He spoke to Luis Aguilar, the shift foreman, then headed for his office at the rear of the second floor with a list of logistical problems to iron out, burping up a bit of cabrito and kidney as he climbed the stairs, huffing with exertion.
“Got to hit the treadmill, son. Just got to.”
He patted his belly and ducked into his office. Phone and paperwork. Trying to unknot a supply problem and hustle up a
new customer or three. Two or three more cups of coffee. Lost in thought.
The cellphone on the left corner of his desk chirped — one of the old-style Motorola columns that all the business machos carried, slapping them upright on the table at lunch or happy hour like so many phallic silos. Used to be pistols. Now you muscled up with an electronic device that peeped like a parakeet. A sign of modern times.
The cellphone chirped again. His private number. Mistress or wife. One of his fishing or golf buddies. But not New Orleans. Definitely not New Orleans. That would be insecure. Their calls came to one of his cafes or bars. Another chirp. He punched the Talk button and slipped into an informal, but guarded tone that was different from his brusque business style.
“Bueno.”
“Why haven’t you called today?”
A sharp, accusatory tone. No pouting. Marta, leading as she always did with a slap instead of sugar.
“Vida mia, I’ve been buried under a ton of work.”
“I don’t care about that — it’s almost 11 and I haven’t heard from you. Are you coming over to take me to lunch or did you plan to just pop over for a quick fuck?”
“I plan on doing both. And neither one that quickly.”
“Humph — mister big-time businessman. Always in a hurry. Always trying to do too much at once. And never doing anything the right way.”
“Look, I’ve about got things squared away.

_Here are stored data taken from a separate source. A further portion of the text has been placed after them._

use std::sync::Arc;

use shared::errors::{ErrorKind, Result, SessionError};
use shared::types::{Casino, Vault};
use solana_sdk::pubkey::Pubkey;
use tracing::{info, warn};

use crate::solana_instructions::{
    build_deposit_sol_instruction, build_initialize_vault_instruction,
    build_withdraw_sol_instruction,
};
use crate::solana_pda::{derive_casino_pda, SessionAddresses};
use crate::solana_tx::{TransactionManager, TxOptions, TxReceipt};
use crate::wallet::Wallet;

/// Custodial vault operations for one program deployment
pub struct VaultClient {
    tx: Arc<TransactionManager>,
    program_id: Pubkey,
    casino: Pubkey,
}

impl VaultClient {
    pub fn new(tx: Arc<TransactionManager>, program_id: Pubkey) -> Self {
        let (casino, _) = derive_casino_pda(&program_id);
        Self {
            tx,
            program_id,
            casino,
        }
    }

    pub fn program_id(&self) -> Pubkey {
        self.program_id
    }

    /// The spender every allowance is granted to
    pub fn casino(&self) -> Pubkey {
        self.casino
    }

    pub fn transactions(&self) -> &Arc<TransactionManager> {
        &self.tx
    }

    pub fn addresses(&self, user: &Pubkey) -> SessionAddresses {
        SessionAddresses::derive(&self.program_id, user, &self.casino)
    }

    pub async fn fetch_casino(&self) -> Result<Option<Casino>> {
        self.tx.rpc().fetch_account::<Casino>(&self.casino).await
    }

    pub async fn fetch_vault(&self, user: &Pubkey) -> Result<Option<Vault>> {
        let addresses = self.addresses(user);
        self.tx.rpc().fetch_account::<Vault>(&addresses.vault).await
    }

    /// Make sure the wallet's vault exists; `true` when this call created it
    ///
    /// An init failure is followed by a re-read: if someone else initialized
    /// the vault in the meantime, that is success. Rejections skip the re-read,
    /// and a failed re-read never replaces the init error.
    pub async fn ensure_vault(&self, wallet: &Wallet) -> Result<bool> {
        let user = wallet.pubkey();
        if self.fetch_vault(&user).await?.is_some() {
            return Ok(false);
        }

        let addresses = self.addresses(&user);
        let instruction = build_initialize_vault_instruction(&addresses);
        match self
            .tx
            .execute(wallet, &[instruction], TxOptions::default(), "initialize_vault")
            .await
        {
            Ok(receipt) => {
                info!(user = %user, vault = %addresses.vault, signature = %receipt.signature, "Vault initialized");
                Ok(true)
            }
            Err(error) if matches!(error.kind, ErrorKind::UserRejected | ErrorKind::InvalidInput) => {
                Err(error)
            }
            Err(error) => match self.fetch_vault(&user).await {
                Ok(Some(_)) => {
                    info!(user = %user, error = %error, "Vault already initialized, continuing");
                    Ok(false)
                }
                Ok(None) => Err(error),
                Err(reread) => {
                    warn!(user = %user, error = %reread, "Vault re-read after failed init also failed");
                    Err(error)
                }
            },
        }
    }

    /// Deposit SOL, initializing the vault first if needed
    pub async fn deposit(&self, wallet: &Wallet, amount: u64) -> Result<TxReceipt> {
        if amount == 0 {
            return Err(SessionError::invalid_input("Deposit amount must be positive"));
        }
        self.ensure_vault(wallet).await?;

        let addresses = self.addresses(&wallet.pubkey());
        let instruction = build_deposit_sol_instruction(&addresses, amount);
        let receipt = self
            .tx
            .execute(wallet, &[instruction], TxOptions::simulated(), "deposit_sol")
            .await?;
        info!(user = %addresses.user, amount, signature = %receipt.signature, "Deposit confirmed");
        Ok(receipt)
    }

    pub async fn withdraw(&self, wallet: &Wallet, amount: u64) -> Result<TxReceipt> {
        if amount == 0 {
            return Err(SessionError::invalid_input("Withdraw amount must be positive"));
        }
        let addresses = self.addresses(&wallet.pubkey());
        if self.fetch_vault(&addresses.user).await?.is_none() {
            return Err(SessionError::account_not_found("Vault", addresses.vault));
        }

        let instruction = build_withdraw_sol_instruction(&addresses, amount);
        let receipt = self
            .tx
            .execute(wallet, &[instruction], TxOptions::simulated(), "withdraw_sol")
            .await?;
        info!(user = %addresses.user, amount, signature = %receipt.signature, "Withdrawal confirmed");
        Ok(receipt)
    }
}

Some jokers are supposed to call me around noon about a new order. So look for me around one.”
“One my time.”
“Si, mi vida. Your time, not Texas time.”
“It would help if you lived over here so I wouldn’t have to worry about time differences with Texas.”
He said nothing.
“Instead of being with me, you live over there with that fat cow of a wife and I sleep alone.”
“I don’t have time to get into this right now.”
“Hah! You never do. And you won’t until it’s too late.”
Bait in front of his nose, like the blade of a spinner flashing past a big lunker. He knew there was a hook there. He bit anyway.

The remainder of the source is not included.